擬似バージョン番号は、次の形式に示すように、ダッシュで区切られた 3 つの部分で構成されます。
構文¶
baseVersionPrefix-timestamp-revisionIdentifier
部品¶
-
baseVersionPrefix (vX.0.0 または vX.Y.Z-0) は、リビジョンより前のセマンティックバージョンのタグから派生した値、またはそのようなタグがない場合は vX.0.0 から派生した値です。
-
timestamp (yymmddhhmmss) は、リビジョンが作成された UTC 時刻です。Git では、これはコミット時刻であり、作成者時刻ではありません。
-
revisionIdentifier (abcdefabcdef) は、コミットハッシュの 12 文字のプレフィックス、または Subversion ではゼロパディングされたリビジョン番号です。
v0 番号¶
v0 番号で公開されたモジュールは、メジャー、マイナー、パッチの部分、およびオプションのプレリリース識別子を持つ正式なセマンティックバージョン番号を持ちます。

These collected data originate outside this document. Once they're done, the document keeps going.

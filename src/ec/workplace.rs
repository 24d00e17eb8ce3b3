//! Scoped scratch bundle for the addition kernels.
//!
//! A [`Workplace`] owns the eleven named field-element temporaries the
//! complete-addition formulas need (`a..k`) plus the scratch buffer
//! [`crate::ec::field::FieldContext::mul`] requires. It is built fresh at
//! the start of every scalar operation and dropped at the end of it —
//! Rust's ownership model is the direct replacement for the source
//! design's "created and destroyed around every scalar operation ...
//! never shared concurrently".

use crate::ec::field::{FieldContext, FieldElement};

/// Eleven named scratch slots plus a multiplication scratch buffer, sized
/// once for a given [`FieldContext`] and reused for every kernel call in a
/// scalar operation.
pub struct Workplace {
    pub a: FieldElement,
    pub b: FieldElement,
    pub c: FieldElement,
    pub d: FieldElement,
    pub e: FieldElement,
    pub f: FieldElement,
    pub g: FieldElement,
    pub h: FieldElement,
    pub i: FieldElement,
    pub j: FieldElement,
    pub k: FieldElement,
    scratch: Vec<u64>,
}

impl Workplace {
    /// Allocates a new, zeroed workplace sized for `ctx`.
    pub fn new(ctx: &FieldContext) -> Self {
        Workplace {
            a: ctx.zero(),
            b: ctx.zero(),
            c: ctx.zero(),
            d: ctx.zero(),
            e: ctx.zero(),
            f: ctx.zero(),
            g: ctx.zero(),
            h: ctx.zero(),
            i: ctx.zero(),
            j: ctx.zero(),
            k: ctx.zero(),
            scratch: vec![0u64; ctx.mul_scratch_len()],
        }
    }

    /// Scratch buffer for [`FieldContext::mul`] / [`FieldContext::square`].
    pub fn scratch(&mut self) -> &mut [u64] {
        &mut self.scratch
    }
}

v0 バージョンは本番環境で使用できますが、安定性や後方互換性は保証されません。さらに、バージョン v1 以降では、v0 バージョンを使用するコードの後方互換性を損なうことが許可されています。このため、v0 モジュール内の関数を消費するコードを持つ開発者は、v1 がリリースされるまで互換性のない変更に適応する責任があります。
プレリリースバージョン¶
これは、アルファ版やベータ版などのプレリリースのマイルストーンであることを示します。このリリースは、安定性を保証しません。
例¶
vx.x.x-beta.2
モジュールの開発者は、ハイフンとプレリリース識別子を付加することにより、任意の major.minor.patch の組み合わせでプレリリース識別子を使用できます。
マイナーバージョン¶
モジュールのパブリック API への後方互換性のある変更を示します。このリリースは、後方互換性と安定性を保証します。
例¶
vx.4.x
このバージョンはモジュールのパブリック API を変更しますが、呼び出しコードを壊す方法では変更しません。これには、モジュール自身の依存関係の変更や、新しい関数、メソッド、構造体フィールド、または型の追加が含まれる場合があります。
言い換えれば、このバージョンには、別の開発者が使用したいと思う可能性のある新しい関数による機能強化が含まれている場合があります。ただし、以前のマイナーバージョンを使用している開発者は、そうでなければコードを変更する必要はありません。
パッチバージョン¶
モジュールのパブリック API またはその依存関係に影響を与えない変更を示します。このリリースは、後方互換性と安定性を保証します。
例¶
vx.x.1
この番号を増やす更新は、バグ修正などのマイナーな変更のみを対象としています。消費コードの開発者は、コードを変更することなく、このバージョンに安全にアップグレードできます。
メジャーバージョン¶
モジュールのパブリック API における後方互換性のない変更を示します。このリリースは、以前のメジャーバージョンとの後方互換性を保証しません。
例¶
v1.x.x
v1 以上のバージョン番号は、モジュールが使用に対して安定していることを示します(プレリリースバージョンを除く)。
バージョン 0 は安定性または後方互換性を保証しないため、モジュールを v0 から v1 にアップグレードする開発者は、後方互換性を損なう変更に適応する責任があります。
モジュール開発者は、バージョンアップグレードが、アップグレードされたモジュールで関数を使用するコードを持つ開発者にとって大きな混乱を引き起こすため、必要な場合にのみこの番号を v1 より大きくする必要があります。この混乱には、パブリック API への後方互換性のない変更、およびモジュールを使用する開発者がモジュールからパッケージをインポートする場所でパッケージパスを更新する必要があることが含まれます。
v1 より大きい番号へのメジャーバージョンの更新では、モジュールパスも新しくなります。これは、次の例のように、モジュールパスにメジャーバージョン番号が追加されるためです。
module example.com/mymodule/v2 v2.0.0
メジャーバージョンの更新により、これはモジュールの以前のバージョンとは別の履歴を持つ新しいモジュールになります。他の人が公開するためにモジュールを開発している場合は、モジュールリリースとバージョン管理ワークフローの「破壊的な API 変更の公開」を参照してください。
module ディレクティブの詳細については、go.mod リファレンスを参照してください。